Military veterans should never be homeless. Nevertheless, I know all too well that many veterans, especially those impacted by mental illness and substance abuse, end up on the streets just as I did.
How does it feel to be homeless? It’s scary. I’ve experienced some pretty heavy stuff in my life, especially during my time in the service; but never had I experienced such a negative feeling as the helplessness I knew when sleeping on the streets. It wasn’t that I was sleeping in a place without a locked door; it was that I felt lost.
I once was lost, but since have found a new life. Today, I help veterans and other Oklahomans experiencing mental illness and homelessness find a safe place to live in Mental Health Association Oklahoma’s housing and recovery programs.
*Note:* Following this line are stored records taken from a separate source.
//! # Canonical Pack Merging
//!
//! Rewrites runs of a smaller pack into a larger available pack whenever
//! the larger size is an exact multiple of the smaller one. Total items
//! shipped never change; only the number of physical packs shrinks.
//!
//! ## Pass Structure
//!
//! Sizes are sorted descending and every `(larger, smaller)` pair with
//! `larger % smaller == 0` is visited in that order. For each pair,
//! `plan[smaller] / ratio` groups are merged (truncating: a leftover below
//! one full group stays as smaller packs). If a merge leaves more than one
//! pack of the larger size, that surplus may merge further up, so the pass
//! starts over from the top.
//!
//! ## Termination
//!
//! Each merge replaces `ratio >= 2` packs with one, strictly lowering the
//! plan's pack count. A pass that merges nothing does not restart.

use packer_core::{PackPlan, PackSize};

/// Merge smaller packs into larger exact multiples drawn from `sizes`.
pub fn canonicalize(mut plan: PackPlan, sizes: &[PackSize]) -> PackPlan {
    let mut descending = sizes.to_vec();
    descending.sort_unstable_by(|a, b| b.cmp(a));
    descending.dedup();

    let mut passes = 1u32;
    while merge_pass(&mut plan, &descending) {
        passes += 1;
    }

    tracing::trace!(passes, packs = plan.pack_count(), "canonicalized plan");
    plan
}

/// Run one sweep over all pairs. Returns `true` when a merge left more than
/// one pack of the larger size and the sweep must start over.
fn merge_pass(plan: &mut PackPlan, descending: &[PackSize]) -> bool {
    for (i, &larger) in descending.iter().enumerate() {
        for &smaller in &descending[i + 1..] {
            if larger.get() % smaller.get() != 0 {
                continue;
            }

            let ratio = larger.get() / smaller.get();
            let convertible = plan.count(smaller) / ratio;
            if convertible == 0 {
                continue;
            }

            plan.add(larger, convertible);
            plan.take(smaller, convertible * ratio);

            if plan.count(larger) > 1 {
                return true;
            }
        }
    }
    false
}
Once our clients have an apartment, we connect them with the recovery supports they need to rebuild their lives.
To get to this point in my recovery, I first had to survive two years, six months, four days and three hours in the Army, two-and-a-half years of homelessness and two decades of addiction.
I grew up in Ponca City, Oklahoma, the son of a car salesman and a wedding planner. Two months after I turned 18 years old, I joined the Army, where I served during the Vietnam conflict.
When I got out of the Army in 1971, all I had in the world was a green Army duffle bag filled with the only clothes I owned. I was also struggling with undiagnosed Post-Traumatic Stress Disorder (PTSD) and an extremely serious substance abuse problem.
When you’re in the service, self-sufficiency is beaten into your head; you can overcome any problem by yourself. That’s why I tried to get sober on my own. It was difficult to admit I needed help. Today I see the tremendous value of the VA; but at that time in my life, I was angry at “the system” and didn’t feel as if anybody understood what I was going through.
Despite my efforts to stay sober, I relapsed. By 1983, I was divorced and living in my truck in Arkansas. While I was homeless, I was shot and stabbed. As I recovered from my injuries, I remember thinking that although I had survived my time in the service, I wasn’t sure I would live through homelessness.
But I did. Life turned around; I married again and only to divorce in 1995. Once again I was homeless. I wanted to see my son. By this time, I had been on the streets for almost a year. I was full of shame for being homeless for the second time. I would go to a service station, wash up and do my best to look good; then I would pick up my son at his mom’s house. Thank God, he never knew I was homeless.
In 1999, I finally got off the streets for the third and last time. I was able to get a job with Mental Health Association Oklahoma, helping other people who were going through what I had experienced. However, it wasn’t until 2003 when friends convinced me it was time to seek treatment for my out-of-control substance abuse problem. I had a moment of clarity which led to my eventual recovery. I finally made the choice between life and death.
I was in treatment two days later. I had to admit I had a problem. However, I also had to be honest about everything in my life, or I knew I would not make it.
I am proud to say that I have been sober now for eleven years. Today I am the Administrator of Permanent Supported & Transitional Housing for Mental Health Association Oklahoma. I oversee the housing programs for homeless people with mental illnesses, including the many veterans whom I consider to be my friends.
At my job I get to witness firsthand what happens when someone has their moment of clarity. Either they can stay on the streets, or they can take the key I offer them and open the door to a new apartment and a new life.
In my opinion, it is all about providing our clients housing first, then surrounding them with supportive people and services. It’s the right thing to do for these people; besides, it saves taxpayers’ money. In the long run, it is cheaper to provide people with a safe and affordable place to live, than it is to leave them on the streets where they may commit crimes to survive, become victims of crimes or suffer serious health consequences related to crime, addiction or exposure. Those who have served this country deserve better than a miserable life on the streets.
I always tell people that those of us working in these housing and recovery programs don’t give up on people. We give them second, third, fourth and fifth chances – whatever it takes to get that person back on the road to recovery. It is so much more than just getting people off the street and giving them a place to sleep – we help them change their lives and the lives of those who love them.
A few years ago, I was approached by Mental Health Association Oklahoma to participate in its BetterBox Project, a campaign to end homelessness. To help put a face on the homeless, I happily told my story on camera.
Since the BetterBox Project video was released online and via social media, I have heard from people at my church and even people from my high school. Dozens of people I hadn’t heard from in years have called me. All of them expressed shock that I had been living on the streets. They said things like “How did this happen?” and “I can’t believe this. You don’t look like someone who would ever be homeless.”
I always tell them, “I didn’t think I would ever be homeless either. But I was. It’s not anything I’m proud or ashamed of – homelessness can happen to anyone.”